◆ EXERCISE INSTRUCTIONS ◆
Print the listing in full, exactly as it stands.

◆ SUPPLIED RECORDS ◆
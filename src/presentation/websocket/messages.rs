//! WebSocket Message Types
//!
//! Client frames are JSON objects tagged by `type`; server frames are
//! `{"event": <name>, "data": <object>}`.

use serde::{Deserialize, Serialize};
use serde_json::{json, Value};

use crate::domain::envelope::TYPE_FIELD;
use crate::domain::ChatType;

/// Messages sent by clients
#[derive(Debug, Clone, PartialEq, Deserialize)]
#[serde(tag = "type", rename_all = "snake_case", rename_all_fields = "camelCase")]
pub enum ClientMessage {
    Auth {
        token: String,
    },
    JoinChatroom {
        chat_type: ChatType,
        chatroom_id: i64,
    },
    LeaveChatroom {
        chat_type: ChatType,
        chatroom_id: i64,
    },
    Typing {
        chat_type: ChatType,
        chatroom_id: i64,
        is_typing: bool,
    },
    Ping,
}

/// Messages sent to clients
#[derive(Debug, Clone, PartialEq, Serialize)]
pub struct ServerMessage {
    pub event: String,
    pub data: Value,
}

/// Client event name for a relay payload `type`.
pub fn client_event_name(payload_type: Option<&str>) -> &str {
    match payload_type {
        Some("new_message") => "message:new",
        Some("message_updated") => "message:updated",
        Some("message_deleted") => "message:deleted",
        Some("typing") => "user:typing",
        Some("read_receipt") => "message:read",
        Some("notification") => "notification:new",
        Some("connection_request") => "connection:request",
        Some("connection_accepted") => "connection:accepted",
        Some(other) => other,
        None => "event",
    }
}

impl ServerMessage {
    pub fn new(event: impl Into<String>, data: Value) -> Self {
        Self {
            event: event.into(),
            data,
        }
    }

    /// Route a relay payload to its client event.
    pub fn from_payload(payload: &Value) -> Self {
        let payload_type = payload.get(TYPE_FIELD).and_then(Value::as_str);
        Self::new(client_event_name(payload_type), payload.clone())
    }

    pub fn ready(session_id: &str, user_id: i64, instance_id: &str) -> Self {
        Self::new(
            "ready",
            json!({
                "sessionId": session_id,
                "userId": user_id,
                "instanceId": instance_id,
            }),
        )
    }

    pub fn pong() -> Self {
        Self::new("pong", json!({}))
    }

    pub fn error(message: impl Into<String>) -> Self {
        Self::new("error", json!({ "message": message.into() }))
    }

    pub fn chatroom_joined(chat_type: ChatType, chatroom_id: i64) -> Self {
        Self::new(
            "chatroom:joined",
            json!({ "chatType": chat_type, "chatroomId": chatroom_id }),
        )
    }

    pub fn chatroom_left(chat_type: ChatType, chatroom_id: i64) -> Self {
        Self::new(
            "chatroom:left",
            json!({ "chatType": chat_type, "chatroomId": chatroom_id }),
        )
    }
}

◆ SOLUTION FOR THIS PROBLEM ◆
filename src/presentation/websocket/messages.rs
//! WebSocket Message Types
//!
//! Client frames are JSON objects tagged by `type`; server frames are
//! `{"event": <name>, "data": <object>}`.

use serde::{Deserialize, Serialize};
use serde_json::{json, Value};

use crate::domain::envelope::TYPE_FIELD;
use crate::domain::ChatType;

/// Messages sent by clients
#[derive(Debug, Clone, PartialEq, Deserialize)]
#[serde(tag = "type", rename_all = "snake_case", rename_all_fields = "camelCase")]
pub enum ClientMessage {
    Auth {
        token: String,
    },
    JoinChatroom {
        chat_type: ChatType,
        chatroom_id: i64,
    },
    LeaveChatroom {
        chat_type: ChatType,
        chatroom_id: i64,
    },
    Typing {
        chat_type: ChatType,
        chatroom_id: i64,
        is_typing: bool,
    },
    Ping,
}

/// Messages sent to clients
#[derive(Debug, Clone, PartialEq, Serialize)]
pub struct ServerMessage {
    pub event: String,
    pub data: Value,
}

/// Client event name for a relay payload `type`.
pub fn client_event_name(payload_type: Option<&str>) -> &str {
    match payload_type {
        Some("new_message") => "message:new",
        Some("message_updated") => "message:updated",
        Some("message_deleted") => "message:deleted",
        Some("typing") => "user:typing",
        Some("read_receipt") => "message:read",
        Some("notification") => "notification:new",
        Some("connection_request") => "connection:request",
        Some("connection_accepted") => "connection:accepted",
        Some(other) => other,
        None => "event",
    }
}

impl ServerMessage {
    pub fn new(event: impl Into<String>, data: Value) -> Self {
        Self {
            event: event.into(),
            data,
        }
    }

    /// Route a relay payload to its client event.
    pub fn from_payload(payload: &Value) -> Self {
        let payload_type = payload.get(TYPE_FIELD).and_then(Value::as_str);
        Self::new(client_event_name(payload_type), payload.clone())
    }

    pub fn ready(session_id: &str, user_id: i64, instance_id: &str) -> Self {
        Self::new(
            "ready",
            json!({
                "sessionId": session_id,
                "userId": user_id,
                "instanceId": instance_id,
            }),
        )
    }

    pub fn pong() -> Self {
        Self::new("pong", json!({}))
    }

    pub fn error(message: impl Into<String>) -> Self {
        Self::new("error", json!({ "message": message.into() }))
    }

    pub fn chatroom_joined(chat_type: ChatType, chatroom_id: i64) -> Self {
        Self::new(
            "chatroom:joined",
            json!({ "chatType": chat_type, "chatroomId": chatroom_id }),
        )
    }

    pub fn chatroom_left(chat_type: ChatType, chatroom_id: i64) -> Self {
        Self::new(
            "chatroom:left",
            json!({ "chatType": chat_type, "chatroomId": chatroom_id }),
        )
    }
}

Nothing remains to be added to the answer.